If you want to use the circuit already built, you can save this PNG image and load it with Multisim 14 or later using File > Snippets > Open snippet file.
Let's analyze them in detail. The generator in our case is a battery that provides DC voltage; the voltage of a generator, also known as electric potential difference, is measured in volt [V] and in this case it is worth 12 V. This generator is a bipolar component because it has two terminals. Generators are part of the so-called active components (provide energy).
The resistor is also a bipolar component and the electrical parameter that characterizes it is the resistance. It is measured in ohm [Ω] and in our case it is 1 kΩ. The resistor is one passive component because it consumes energy.
The third element characterizing the circuit is the ground. It is not a component but rather a symbol inserted in the circuit to indicate a point of zero potential.
What can we expect from this circuit? There is an electric potential difference provided by a generator, inserted in a closed circuit (the path of the wire starts from the positive pole and closes to the negative pole) so you can expect a current to flow inside!
Before you see if it is true, it is better to check that there is tension. To do this we should connect a voltmeter between the + and - of the generator, as shown in the figure to the side. This is called a parallel type conection. Multisim confirms that there is voltage and it is useful to note that this voltage is the same for the resistor. We can see that the generator, resistor and voltmeter are in parallel, so we can conclude that several parallel elements all have the same voltage.

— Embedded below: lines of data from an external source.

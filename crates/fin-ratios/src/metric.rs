//! The nine derived ratios.

use crate::{RatioError, registry::RatioCategory};
use derive_more::Display;
use serde::{Deserialize, Serialize};
use std::str::FromStr;

/// Identity of a derived ratio.
///
/// Declaration order is display order: liquidity, efficiency, profitability,
/// solvency.
#[derive(Debug, Display, Clone, Copy, PartialEq, Eq, PartialOrd, Ord, Hash, Serialize, Deserialize)]
#[serde(rename_all = "snake_case")]
pub enum Metric {
    /// Current assets over current liabilities
    #[display("Current Ratio")]
    CurrentRatio,
    /// Current assets net of inventory over current liabilities
    #[display("Quick Ratio")]
    QuickRatio,
    /// Revenue over average current assets
    #[display("Current Asset Turnover")]
    CurrentAssetTurnover,
    /// Revenue over average total assets
    #[display("Total Asset Turnover")]
    TotalAssetTurnover,
    /// Receivables expressed in days of revenue
    #[display("Days Sales Outstanding")]
    DaysSalesOutstanding,
    /// Net income over revenue
    #[display("Profit Margin")]
    ProfitMargin,
    /// Total liabilities over total assets
    #[display("Debt Ratio")]
    DebtRatio,
    /// Net income over shareholder equity
    #[display("Return on Equity")]
    ReturnOnEquity,
    /// EBIT over total assets
    #[display("Basic Earning Power")]
    BasicEarningPower,
}

impl Metric {
    /// Every metric in display order.
    pub const ALL: [Self; 9] = [
        Self::CurrentRatio,
        Self::QuickRatio,
        Self::CurrentAssetTurnover,
        Self::TotalAssetTurnover,
        Self::DaysSalesOutstanding,
        Self::ProfitMargin,
        Self::DebtRatio,
        Self::ReturnOnEquity,
        Self::BasicEarningPower,
    ];

    /// Stable snake_case identifier.
    pub const fn name(&self) -> &'static str {
        match self {
            Self::CurrentRatio => "current_ratio",
            Self::QuickRatio => "quick_ratio",
            Self::CurrentAssetTurnover => "current_asset_turnover",
            Self::TotalAssetTurnover => "total_asset_turnover",
            Self::DaysSalesOutstanding => "days_sales_outstanding",
            Self::ProfitMargin => "profit_margin",
            Self::DebtRatio => "debt_ratio",
            Self::ReturnOnEquity => "return_on_equity",
            Self::BasicEarningPower => "basic_earning_power",
        }
    }

    /// Human-readable label, also the metrics table column name.
    pub const fn label(&self) -> &'static str {
        match self {
            Self::CurrentRatio => "Current Ratio",
            Self::QuickRatio => "Quick Ratio",
            Self::CurrentAssetTurnover => "Current Asset Turnover",
            Self::TotalAssetTurnover => "Total Asset Turnover",
            Self::DaysSalesOutstanding => "Days Sales Outstanding",
            Self::ProfitMargin => "Profit Margin",
            Self::DebtRatio => "Debt Ratio",
            Self::ReturnOnEquity => "Return on Equity",
            Self::BasicEarningPower => "Basic Earning Power",
        }
    }

    /// Composite axis this metric contributes to.
    pub const fn category(&self) -> RatioCategory {
        match self {
            Self::CurrentRatio | Self::QuickRatio => RatioCategory::Liquidity,
            Self::CurrentAssetTurnover | Self::TotalAssetTurnover | Self::DaysSalesOutstanding => {
                RatioCategory::Efficiency
            }
            Self::ProfitMargin | Self::ReturnOnEquity | Self::BasicEarningPower => {
                RatioCategory::Profitability
            }
            Self::DebtRatio => RatioCategory::Solvency,
        }
    }

    /// Whether the metric exists only when its optional input rows are
    /// reported. Such a metric is left out of charts and reports when it is
    /// undefined for every period.
    pub const fn is_optional(&self) -> bool {
        matches!(self, Self::DaysSalesOutstanding)
    }

    /// Whether a larger value is the favourable direction.
    pub const fn higher_is_better(&self) -> bool {
        !matches!(self, Self::DaysSalesOutstanding | Self::DebtRatio)
    }
}

impl FromStr for Metric {
    type Err = RatioError;

    /// Accepts either the snake_case name or the display label, ignoring case.
    fn from_str(s: &str) -> Result<Self, Self::Err> {
        let needle = s.trim();
        Self::ALL
            .into_iter()
            .find(|m| m.name().eq_ignore_ascii_case(needle) || m.label().eq_ignore_ascii_case(needle))
            .ok_or_else(|| RatioError::NotFound(s.to_string()))
    }
}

Let's go back to the current now and see if it's there. To do this we will have to insert an ammeter along the path of the circuit as in the figure.
We can say that at all points of the circuit the current is the same, or the battery, the ammeter and the resistor are all crossed by the same current. Several components crossed by the same stream are said in series.
This is a very simple circuit and a bit special: the battery and the resistor are in series because they are crossed by the same current but are also in parallel because they have the same tension on their sides!